What about solar, wind, and geothermal? I firmly believe that all of these will be major energy sources in the future, and require substantial public and private investment. (They also tap a social issue, at least in the developed world where we have the luxury of worrying about the impact of wind generators on the view from our houses. This will require some public relations effort from those of us who feel that wind power is essential and that wind generators have their own kind of beauty.) However, all of these sources are a long way from general deployment, and though I think we can improve our technology relatively quickly, it does take time to build the infrastructure. It will also take us time to decide on the best ways to proceed with alternative energy, if we want to avoid potential tragedies of unintended consequences.

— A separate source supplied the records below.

//! Port traits for the durable store.
//!
//! Both cores reach persistence exclusively through these traits; the
//! Postgres implementation lives in [`postgres`] and tests substitute mocks.
//! The store serialises its own writes and is safe for concurrent use.

mod postgres;

pub use postgres::PostgresStore;

use std::path::PathBuf;

use async_trait::async_trait;

use crate::Result;
use thea_model::{
    CompletedTranscode, Episode, ExternalId, MediaContainer, MediaId, Movie, Season, Series,
    TargetId, TranscodeTarget, Workflow,
};

#[cfg(test)]
use mockall::automock;

/// Persistence operations for media entities.
#[cfg_attr(test, automock)]
#[async_trait]
pub trait MediaStore: Send + Sync {
    /// Every source path known to the store, across movies and episodes.
    /// Discovery consults this set so a file is never ingested twice.
    async fn all_source_paths(&self) -> Result<Vec<PathBuf>>;

    async fn movie_with_external_id(&self, external_id: &ExternalId) -> Result<Option<Movie>>;
    async fn series_with_external_id(&self, external_id: &ExternalId) -> Result<Option<Series>>;
    async fn season_with_external_id(&self, external_id: &ExternalId) -> Result<Option<Season>>;
    async fn episode_with_external_id(&self, external_id: &ExternalId) -> Result<Option<Episode>>;

    async fn save_movie(&self, movie: &Movie) -> Result<()>;

    /// Persist an episode together with its season and series. Transactional:
    /// afterwards either all three rows exist or none do.
    async fn save_episode(&self, episode: &Episode, season: &Season, series: &Series) -> Result<()>;

    /// Fetch a persisted container by its media identifier, rebuilding the
    /// episode/season/series triple when the id names an episode.
    async fn media(&self, id: MediaId) -> Result<Option<MediaContainer>>;
}

/// Persistence operations for workflows.
#[cfg_attr(test, automock)]
#[async_trait]
pub trait WorkflowStore: Send + Sync {
    async fn all_workflows(&self) -> Result<Vec<Workflow>>;

    /// Persist a workflow after validating every criterion against the
    /// key/type compatibility matrix.
    async fn save_workflow(&self, workflow: &Workflow) -> Result<()>;
}

/// Persistence operations for transcode targets.
#[cfg_attr(test, automock)]
#[async_trait]
pub trait TargetStore: Send + Sync {
    async fn target(&self, id: TargetId) -> Result<Option<TranscodeTarget>>;
    async fn all_targets(&self) -> Result<Vec<TranscodeTarget>>;
    async fn save_target(&self, target: &TranscodeTarget) -> Result<()>;
}

/// Persistence operations for completed transcode records.
#[cfg_attr(test, automock)]
#[async_trait]
pub trait TranscodeStore: Send + Sync {
    /// Persist a completed transcode. Rejects a second record for the same
    /// (media, target) pair with [`crate::CoreError::DuplicateTranscode`].
    async fn save_transcode(&self, record: &CompletedTranscode) -> Result<()>;

    async fn transcode_for_media_and_target(
        &self,
        media_id: MediaId,
        target_id: TargetId,
    ) -> Result<Option<CompletedTranscode>>;
}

Sachs assumes, in other words, that at least in the developed world, we will never again be faced with an energy shortage and all the consequences that would entail – including, I strongly suspect, a food shortage. Thus, even if we need to shift our energy sources and improve efficiency, there is no need to change our consumption patterns. I think that assumption is, at best, unwarranted by the evidence.

Common Wealth is, I think, a useful primer on some of the things that make some human societies unsustainable, and discusses some of the things that those of us in the developed world can support to improve well-being in the (so-called) developing world. It offers some solutions to environmental justice issues, though it does not address causes such as racism, gender inequality, and poverty to any great extent. However, the book is marred by the lack of consideration of the lifestyle of the developed world and whether or not this lifestyle can in fact be sustainable at all. The focus on technical solutions to what may be a social problem is a serious flaw in an otherwise interesting book.